// Instruction templates for the translate and critique roles

use super::profile::AgentProfile;

/// Upper bound on critique length requested from the judge.
pub const CRITIQUE_WORD_LIMIT: usize = 100;

/// Build the translation instruction for `text`.
///
/// `guidance` is passed separately from the profile so the loop can thread
/// its accumulated guidance without touching the agent.
pub fn translation_prompt(profile: &AgentProfile, guidance: &str, text: &str) -> String {
    let source = profile.source_lang.trim();
    let dest = profile.dest_lang.trim();

    let mut prompt = format!(
        "{persona}\n\
         You translate text from {source} to {dest}.\n\
         You always ensure that the translation is accurate, contextually appropriate, \
         and maintains the original meaning.\n\n\
         Translate the following text from {source} to {dest}:\n\
         Text: {text}\n",
        persona = translator_persona(&profile.expertise),
    );

    let guidance = guidance.trim();
    if !guidance.is_empty() {
        prompt.push('\n');
        prompt.push_str(guidance);
        prompt.push('\n');
    }

    prompt.push_str(&format!(
        "\nProvide the output strictly in {dest} as a concise translation.\n\
         Do not provide any additional commentary."
    ));
    prompt
}

/// Build the judge's instruction asking for an improvement note addressed to
/// the forward translator.
pub fn critique_prompt(
    profile: &AgentProfile,
    original: &str,
    translation: &str,
    backtranslation: &str,
) -> String {
    let expertise = match profile.expertise.trim() {
        "" => "general translation",
        e => e,
    };
    let guidance = match profile.guidance.trim() {
        "" => "(none)",
        g => g,
    };

    format!(
        "The following is a translation of a text from {source} to {dest} and back.\n\
         This was done by two highly skilled bilingual translators with expertise in {expertise}.\n\
         They received the following guidelines to follow: {guidance}.\n\n\
         The original text is: {original}\n\
         The translated text from the first translator is: {translation}\n\
         The backtranslated text from the second translator is: {backtranslation}\n\n\
         Give instructions to the first bilingual translator that translates the original \
         on how to improve the translation based on the original text.\n\
         Provide the instructions in less than {limit} words. \
         Do not provide any additional commentary.",
        source = profile.source_lang.trim(),
        dest = profile.dest_lang.trim(),
        limit = CRITIQUE_WORD_LIMIT,
    )
}

fn translator_persona(expertise: &str) -> String {
    match expertise.trim() {
        "" => "You are a highly skilled bilingual translator.".to_string(),
        e => format!("You are a highly skilled bilingual translator with expertise in {e}."),
    }
}

#[cfg(test)]
mod tests {
    use super::*;
    use crate::agent::profile::Role;

    fn profile() -> AgentProfile {
        AgentProfile::new(Role::Forward, "gemma3:4b", "English", "Dutch")
            .with_expertise("technology adoption research and survey design")
            .with_guidance("Translate 'Smart Signal' as 'Slim Signaal'.")
    }

    #[test]
    fn test_translation_prompt_contains_all_fields() {
        let prompt = translation_prompt(&profile(), "Use formal address.", "How often do you cycle?");
        assert!(prompt.contains("expertise in technology adoption research and survey design"));
        assert!(prompt.contains("from English to Dutch"));
        assert!(prompt.contains("Text: How often do you cycle?"));
        assert!(prompt.contains("Use formal address."));
        assert!(prompt.contains("strictly in Dutch"));
        assert!(prompt.contains("Do not provide any additional commentary."));
    }

    #[test]
    fn test_translation_prompt_uses_threaded_guidance_not_profile() {
        let prompt = translation_prompt(&profile(), "Threaded guidance", "x");
        assert!(prompt.contains("Threaded guidance"));
        assert!(!prompt.contains("Slim Signaal"));
    }

    #[test]
    fn test_translation_prompt_without_expertise_or_guidance() {
        let bare = AgentProfile::new(Role::Backward, "m", "Dutch", "English");
        let prompt = translation_prompt(&bare, "  ", "Hallo");
        assert!(prompt.starts_with("You are a highly skilled bilingual translator.\n"));
        assert!(!prompt.contains("\n\n\n"));
    }

    #[test]
    fn test_critique_prompt_contains_round_trip() {
        let prompt = critique_prompt(&profile(), "hello", "hallo", "hi");
        assert!(prompt.contains("from English to Dutch and back"));
        assert!(prompt.contains("The original text is: hello"));
        assert!(prompt.contains("first translator is: hallo"));
        assert!(prompt.contains("second translator is: hi"));
        assert!(prompt.contains("Slim Signaal"));
        assert!(prompt.contains("less than 100 words"));
    }

    #[test]
    fn test_critique_prompt_closes_guidelines_sentence() {
        let plain = AgentProfile::new(Role::Judge, "m", "English", "Dutch")
            .with_guidance("Keep it short");
        let prompt = critique_prompt(&plain, "a", "b", "c");
        assert!(prompt.contains("guidelines to follow: Keep it short.\n\nThe original text is: a"));
    }

    #[test]
    fn test_critique_prompt_placeholders_for_empty_fields() {
        let bare = AgentProfile::new(Role::Judge, "m", "English", "Dutch");
        let prompt = critique_prompt(&bare, "a", "b", "c");
        assert!(prompt.contains("expertise in general translation"));
        assert!(prompt.contains("guidelines to follow: (none).\n"));
    }
}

══════

• _EXERCISE PROMPT_
Each line of the material that contains the string "less" has to be copied out.

• _WRITTEN RESPONSE_
         Provide the instructions in less than {limit} words. \
        assert!(prompt.contains("less than 100 words"));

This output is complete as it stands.